Fakultas Ekonomi dan Bisnis Universitas Hasanuddin (FEB Unhas) menjadi tuan rumah dalam kegiatan Gerakan Unhas Mengkaji dan Sholat Berjamaah (GUMSB). Kegiatan ini berlangsung di Masjid Darul ‘Ilmi FEB Unhas pada pukul 15.30–17.55 WITA dengan mengusung tema “Karakter Maritim Civitas Akademika Unhas dalam Tinjauan Al-Qur’an.”
Tidak hanya dilaksanakan secara luring, kegiatan ini juga dibuka secara daring melalui platform Zoom yang informasinya disebarluaskan melalui flyer digital.
Selanjutnya, pada Rabu, 5 Oktober 2022, FEB Unhas menggelar webinar bertema “Pentingnya Hak Kekayaan Intelektual bagi Dosen dan Mahasiswa”. Kegiatan yang diselenggarakan secara hybrid ini bertujuan sebagai sarana sosialisasi serta mendorong dosen dan mahasiswa untuk mendaftarkan karya ilmiah maupun inovasinya agar memperoleh perlindungan hukum.
Wakil Rektor Bidang Kemitraan, Inovasi, Kewirausahaan, dan Bisnis Unhas, Prof. Dr. Eng. Adi Maulana, ST., M.Phil., dalam sambutannya menyampaikan bahwa dunia pendidikan merupakan ladang inovasi. Oleh karena itu, setiap karya dan inovasi perlu dilindungi melalui pendaftaran Hak Kekayaan Intelektual (HAKI) agar memiliki nilai ekonomi dan dapat memberikan manfaat lebih luas kepada masyarakat.

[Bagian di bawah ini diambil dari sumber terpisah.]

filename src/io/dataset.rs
use anyhow::{anyhow, Result};
use std::io::BufRead;

/// 文本数据集：
/// - 第一行非空行为文本（或 BWT 串）；
/// - 之后每行若干个以空白分隔的模式；
/// - 启用 [`DatasetReader::with_mismatch_bound`] 时，若最后一行全是数字则作为错配上限 d；
///   否则它和其他行一样是模式（数字字母表的文本因此不会丢失模式）。
#[derive(Debug, Clone, Default, PartialEq, Eq)]
pub struct Dataset {
    pub text: Vec<u8>,
    pub patterns: Vec<Vec<u8>>,
    pub mismatches: Option<usize>,
}

impl Dataset {
    /// 文本末尾缺少哨兵时补上
    pub fn terminated_text(&self, sentinel: u8) -> Vec<u8> {
        let mut text = self.text.clone();
        if text.last() != Some(&sentinel) {
            text.push(sentinel);
        }
        text
    }
}

pub struct DatasetReader<R: BufRead> {
    reader: R,
    buf: String,
    trailing_bound: bool,
}

impl<R: BufRead> DatasetReader<R> {
    pub fn new(reader: R) -> Self {
        Self { reader, buf: String::new(), trailing_bound: false }
    }

    /// 把全数字的末行解析为错配上限（仅近似搜索需要）
    pub fn with_mismatch_bound(mut self) -> Self {
        self.trailing_bound = true;
        self
    }

    fn next_line(&mut self) -> Result<Option<String>> {
        loop {
            self.buf.clear();
            let n = self.reader.read_line(&mut self.buf)?;
            if n == 0 {
                return Ok(None);
            }
            let line = self.buf.trim();
            if !line.is_empty() {
                return Ok(Some(line.to_string()));
            }
        }
    }

    pub fn read(mut self) -> Result<Dataset> {
        let text = self.next_line()?.ok_or_else(|| anyhow!("dataset is empty"))?;

        let mut lines = Vec::new();
        while let Some(line) = self.next_line()? {
            lines.push(line);
        }
        let mut mismatches = None;
        if let Some(last) = lines.last().filter(|_| self.trailing_bound) {
            if last.bytes().all(|b| b.is_ascii_digit()) {
                mismatches = Some(last.parse::<usize>().map_err(|e| anyhow!("invalid mismatch bound '{}': {}", last, e))?);
                lines.pop();
            }
        }

        let patterns = lines
            .iter()
            .flat_map(|line| line.split_whitespace())
            .map(|p| p.as_bytes().to_vec())
            .collect();

        Ok(Dataset { text: text.into_bytes(), patterns, mismatches })
    }
}

/// 从文件读取数据集；`mismatch_bound` 决定是否解析末尾的错配上限行
pub fn read_dataset(path: &str, mismatch_bound: bool) -> Result<Dataset> {
    let fh = std::fs::File::open(path).map_err(|e| anyhow!("cannot open dataset '{}': {}", path, e))?;
    let mut reader = DatasetReader::new(std::io::BufReader::new(fh));
    if mismatch_bound {
        reader = reader.with_mismatch_bound();
    }
    reader.read()
}
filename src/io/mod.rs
pub mod dataset;
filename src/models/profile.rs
// src/models/profile.rs

use serde::{Deserialize, Serialize};
use sqlx::FromRow;
use url::Url;
use validator::Validate;

use crate::models::stats::UserStats;
use crate::models::user::USERNAME_RE;

/// Represents the 'profiles' table: one row per account, created lazily.
#[derive(Debug, Clone, FromRow, Serialize, Deserialize)]
pub struct Profile {
    /// Same value as the owning account id.
    pub id: i64,
    pub username: Option<String>,
    pub full_name: Option<String>,
    pub avatar_url: Option<String>,
    pub updated_at: Option<chrono::DateTime<chrono::Utc>>,
}

/// Aggregated profile + stats data for the current user.
#[derive(Debug, Serialize)]
pub struct MeResponse {
    pub id: i64,
    pub email: String,
    pub username: Option<String>,
    pub full_name: Option<String>,
    pub avatar_url: Option<String>,
    pub stats: UserStats,
}

/// DTO for the settings form. Absent fields are left untouched.
#[derive(Debug, Deserialize, Validate)]
pub struct UpdateProfileRequest {
    #[validate(regex(path = *USERNAME_RE, message = "Username must be 3-50 word characters."))]
    pub username: Option<String>,

    #[validate(length(max = 100, message = "Name must be at most 100 characters."))]
    pub full_name: Option<String>,

    #[validate(length(max = 500), custom(function = validate_url_string))]
    pub avatar_url: Option<String>,
}

/// Validates that a string is a correctly formatted URL.
fn validate_url_string(url: &str) -> Result<(), validator::ValidationError> {
    if Url::parse(url).is_err() {
        return Err(validator::ValidationError::new("invalid_url"));
    }
    Ok(())
}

Sementara itu, Direktur Inovasi dan Kekayaan Intelektual Unhas, Dr. Asmi Citra Malina, S.Pi., M.Agr., Ph.D., dalam paparannya menjelaskan bahwa HAKI merupakan hak yang timbul dari hasil olah pikir, rasa, dan karsa manusia yang menghasilkan produk atau proses bernilai ekonomi dan berguna bagi kehidupan.
Ia juga memaparkan jenis-jenis kekayaan intelektual, yang terdiri atas Copyright and Related Rights—meliputi karya seni, sastra, ilmu pengetahuan, program komputer, dan hak terkait lainnya—serta Industrial Property, seperti paten, merek dagang, desain tata letak sirkuit terpadu, rahasia dagang, dan desain industri.
Menjelang penutupan webinar, Wakil Dekan Bidang Kemitraan, Riset, dan Inovasi FEB Unhas, Dr. Anas Iswanto Anwar, SE., MA., memfasilitasi pendaftaran sebanyak 15 karya ilmiah milik dosen FEB Unhas. Para dosen mengisi dokumen-dokumen yang menjadi persyaratan pengajuan HAKI sebagai langkah konkret perlindungan karya mereka.